** Work to be completed **
Of the entries below, restate word for word only the section that runs from the line with "were fetched and" to the line with "by normalized DOI.", counting both ends.

** Collected data entries **
--------------------------------

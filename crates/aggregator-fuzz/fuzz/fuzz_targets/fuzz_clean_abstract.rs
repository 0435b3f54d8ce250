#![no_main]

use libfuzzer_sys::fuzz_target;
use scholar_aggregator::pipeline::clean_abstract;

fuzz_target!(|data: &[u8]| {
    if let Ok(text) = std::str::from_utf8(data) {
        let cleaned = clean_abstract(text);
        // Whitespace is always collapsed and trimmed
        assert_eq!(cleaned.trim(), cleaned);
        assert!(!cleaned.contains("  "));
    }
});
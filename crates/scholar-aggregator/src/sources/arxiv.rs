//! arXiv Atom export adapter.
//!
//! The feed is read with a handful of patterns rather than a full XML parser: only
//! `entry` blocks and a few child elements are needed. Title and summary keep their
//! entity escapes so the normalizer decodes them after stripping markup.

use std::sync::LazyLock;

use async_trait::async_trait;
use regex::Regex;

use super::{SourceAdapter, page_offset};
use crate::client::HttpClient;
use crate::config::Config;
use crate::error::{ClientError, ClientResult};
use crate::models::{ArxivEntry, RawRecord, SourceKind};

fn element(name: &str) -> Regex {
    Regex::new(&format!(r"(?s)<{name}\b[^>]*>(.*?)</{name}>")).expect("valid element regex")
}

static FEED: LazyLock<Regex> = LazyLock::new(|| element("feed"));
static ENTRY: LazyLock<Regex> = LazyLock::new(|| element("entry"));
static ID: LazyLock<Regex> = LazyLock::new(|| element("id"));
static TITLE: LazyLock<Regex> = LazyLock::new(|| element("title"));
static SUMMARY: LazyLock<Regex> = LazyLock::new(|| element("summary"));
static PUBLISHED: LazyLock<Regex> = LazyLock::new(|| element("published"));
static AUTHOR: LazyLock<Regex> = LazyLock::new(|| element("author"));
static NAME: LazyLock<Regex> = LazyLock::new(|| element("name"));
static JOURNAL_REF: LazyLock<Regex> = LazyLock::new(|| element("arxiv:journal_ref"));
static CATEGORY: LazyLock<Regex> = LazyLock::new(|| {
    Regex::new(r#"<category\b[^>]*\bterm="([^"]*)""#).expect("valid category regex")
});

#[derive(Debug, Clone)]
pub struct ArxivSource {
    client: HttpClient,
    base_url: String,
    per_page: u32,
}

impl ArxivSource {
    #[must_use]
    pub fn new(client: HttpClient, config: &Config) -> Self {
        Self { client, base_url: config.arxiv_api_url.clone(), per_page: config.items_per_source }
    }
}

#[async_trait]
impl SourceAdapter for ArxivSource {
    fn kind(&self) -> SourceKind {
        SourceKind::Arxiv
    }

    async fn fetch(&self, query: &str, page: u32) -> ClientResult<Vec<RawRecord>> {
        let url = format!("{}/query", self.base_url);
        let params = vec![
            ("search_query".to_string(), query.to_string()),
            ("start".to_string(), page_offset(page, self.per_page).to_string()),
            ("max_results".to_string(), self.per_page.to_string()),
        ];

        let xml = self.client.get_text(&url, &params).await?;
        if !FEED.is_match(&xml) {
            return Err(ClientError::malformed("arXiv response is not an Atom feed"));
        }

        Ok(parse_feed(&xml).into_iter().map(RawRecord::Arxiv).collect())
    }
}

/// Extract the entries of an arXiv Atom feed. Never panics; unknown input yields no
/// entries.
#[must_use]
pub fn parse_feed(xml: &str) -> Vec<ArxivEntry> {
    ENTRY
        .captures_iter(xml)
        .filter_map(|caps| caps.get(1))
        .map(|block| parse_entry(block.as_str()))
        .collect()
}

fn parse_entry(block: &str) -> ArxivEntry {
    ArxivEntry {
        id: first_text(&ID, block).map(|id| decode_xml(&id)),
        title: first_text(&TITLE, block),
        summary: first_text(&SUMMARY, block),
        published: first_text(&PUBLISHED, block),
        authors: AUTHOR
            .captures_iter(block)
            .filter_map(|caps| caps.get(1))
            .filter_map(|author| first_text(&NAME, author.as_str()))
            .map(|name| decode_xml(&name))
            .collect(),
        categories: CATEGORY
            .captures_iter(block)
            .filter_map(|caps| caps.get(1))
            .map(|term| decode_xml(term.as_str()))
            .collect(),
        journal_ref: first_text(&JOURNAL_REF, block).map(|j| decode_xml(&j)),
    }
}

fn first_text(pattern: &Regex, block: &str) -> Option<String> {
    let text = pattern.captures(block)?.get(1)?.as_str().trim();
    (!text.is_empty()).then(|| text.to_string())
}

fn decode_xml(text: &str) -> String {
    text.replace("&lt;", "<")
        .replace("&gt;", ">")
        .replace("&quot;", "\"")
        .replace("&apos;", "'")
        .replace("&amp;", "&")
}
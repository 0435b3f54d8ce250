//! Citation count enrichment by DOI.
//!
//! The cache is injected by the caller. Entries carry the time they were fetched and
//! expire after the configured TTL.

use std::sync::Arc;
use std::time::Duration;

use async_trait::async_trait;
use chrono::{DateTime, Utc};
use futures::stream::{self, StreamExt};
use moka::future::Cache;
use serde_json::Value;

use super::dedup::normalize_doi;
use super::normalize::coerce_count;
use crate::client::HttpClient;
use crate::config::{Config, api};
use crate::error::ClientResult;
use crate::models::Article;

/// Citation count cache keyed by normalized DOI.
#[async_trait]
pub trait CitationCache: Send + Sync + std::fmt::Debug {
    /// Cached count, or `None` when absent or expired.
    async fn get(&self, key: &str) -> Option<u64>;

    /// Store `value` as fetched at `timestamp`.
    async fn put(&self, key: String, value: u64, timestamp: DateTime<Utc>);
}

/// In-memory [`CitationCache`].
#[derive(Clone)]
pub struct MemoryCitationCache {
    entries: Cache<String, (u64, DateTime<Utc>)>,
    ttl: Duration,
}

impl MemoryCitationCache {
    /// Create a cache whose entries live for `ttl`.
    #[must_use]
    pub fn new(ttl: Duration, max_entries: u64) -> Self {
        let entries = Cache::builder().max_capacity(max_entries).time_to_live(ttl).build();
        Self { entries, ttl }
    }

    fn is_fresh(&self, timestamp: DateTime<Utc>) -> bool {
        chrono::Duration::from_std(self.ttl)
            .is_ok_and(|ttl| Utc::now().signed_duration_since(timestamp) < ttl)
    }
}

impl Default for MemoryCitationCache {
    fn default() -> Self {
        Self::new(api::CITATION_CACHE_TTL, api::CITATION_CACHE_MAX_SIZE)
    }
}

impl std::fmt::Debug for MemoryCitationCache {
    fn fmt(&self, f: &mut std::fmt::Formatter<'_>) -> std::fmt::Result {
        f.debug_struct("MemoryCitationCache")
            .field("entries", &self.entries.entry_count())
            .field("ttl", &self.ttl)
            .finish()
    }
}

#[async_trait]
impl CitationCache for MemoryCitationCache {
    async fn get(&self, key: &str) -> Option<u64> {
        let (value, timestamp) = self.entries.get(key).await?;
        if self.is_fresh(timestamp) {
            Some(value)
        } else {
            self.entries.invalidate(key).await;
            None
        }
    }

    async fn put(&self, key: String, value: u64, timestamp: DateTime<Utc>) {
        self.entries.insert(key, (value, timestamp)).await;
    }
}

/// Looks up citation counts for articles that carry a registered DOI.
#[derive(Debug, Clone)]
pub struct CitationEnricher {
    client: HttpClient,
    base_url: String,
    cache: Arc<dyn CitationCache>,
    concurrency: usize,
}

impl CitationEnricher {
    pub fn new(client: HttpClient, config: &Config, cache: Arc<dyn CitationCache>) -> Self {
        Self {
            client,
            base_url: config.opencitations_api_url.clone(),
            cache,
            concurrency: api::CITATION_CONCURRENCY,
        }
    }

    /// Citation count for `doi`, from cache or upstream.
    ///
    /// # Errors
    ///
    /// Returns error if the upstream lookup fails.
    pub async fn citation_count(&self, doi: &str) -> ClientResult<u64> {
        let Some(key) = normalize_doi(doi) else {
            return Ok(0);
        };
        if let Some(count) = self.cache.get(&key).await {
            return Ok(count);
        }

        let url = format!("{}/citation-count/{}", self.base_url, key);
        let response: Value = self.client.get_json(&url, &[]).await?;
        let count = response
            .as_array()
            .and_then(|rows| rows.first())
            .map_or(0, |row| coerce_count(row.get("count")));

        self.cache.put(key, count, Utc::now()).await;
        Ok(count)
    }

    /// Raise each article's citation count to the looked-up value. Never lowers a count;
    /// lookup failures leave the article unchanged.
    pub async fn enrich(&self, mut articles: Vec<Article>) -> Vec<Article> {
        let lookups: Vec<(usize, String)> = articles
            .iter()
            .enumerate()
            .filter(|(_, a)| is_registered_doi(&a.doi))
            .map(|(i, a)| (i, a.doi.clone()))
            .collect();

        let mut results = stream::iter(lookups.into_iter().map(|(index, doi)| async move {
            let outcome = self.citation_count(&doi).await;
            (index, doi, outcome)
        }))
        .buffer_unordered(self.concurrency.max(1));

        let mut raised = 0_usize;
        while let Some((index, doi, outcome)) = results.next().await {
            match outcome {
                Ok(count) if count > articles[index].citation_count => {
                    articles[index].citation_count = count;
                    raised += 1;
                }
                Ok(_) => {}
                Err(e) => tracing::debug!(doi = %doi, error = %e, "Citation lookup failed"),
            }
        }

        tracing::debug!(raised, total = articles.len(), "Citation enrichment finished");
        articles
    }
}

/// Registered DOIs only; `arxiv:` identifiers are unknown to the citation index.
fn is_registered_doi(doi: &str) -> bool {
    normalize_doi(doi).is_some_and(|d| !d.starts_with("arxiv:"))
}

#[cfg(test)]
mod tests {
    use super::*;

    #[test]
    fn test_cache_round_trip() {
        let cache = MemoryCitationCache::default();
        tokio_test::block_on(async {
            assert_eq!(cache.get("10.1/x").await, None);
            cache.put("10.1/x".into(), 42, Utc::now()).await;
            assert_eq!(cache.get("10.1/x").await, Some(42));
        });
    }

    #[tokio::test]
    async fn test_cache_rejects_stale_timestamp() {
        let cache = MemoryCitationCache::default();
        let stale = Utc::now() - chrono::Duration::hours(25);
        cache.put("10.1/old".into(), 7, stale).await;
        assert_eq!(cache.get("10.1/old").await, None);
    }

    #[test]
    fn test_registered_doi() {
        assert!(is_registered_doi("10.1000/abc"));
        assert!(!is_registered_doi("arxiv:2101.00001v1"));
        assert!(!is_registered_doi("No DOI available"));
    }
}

--------------------------------

** Task response **
//! The cache is injected by the caller. Entries carry the time they were fetched and
//! expire after the configured TTL.

use std::sync::Arc;
use std::time::Duration;

use async_trait::async_trait;
use chrono::{DateTime, Utc};
use futures::stream::{self, StreamExt};
use moka::future::Cache;
use serde_json::Value;

use super::dedup::normalize_doi;
use super::normalize::coerce_count;
use crate::client::HttpClient;
use crate::config::{Config, api};
use crate::error::ClientResult;
use crate::models::Article;

/// Citation count cache keyed by normalized DOI.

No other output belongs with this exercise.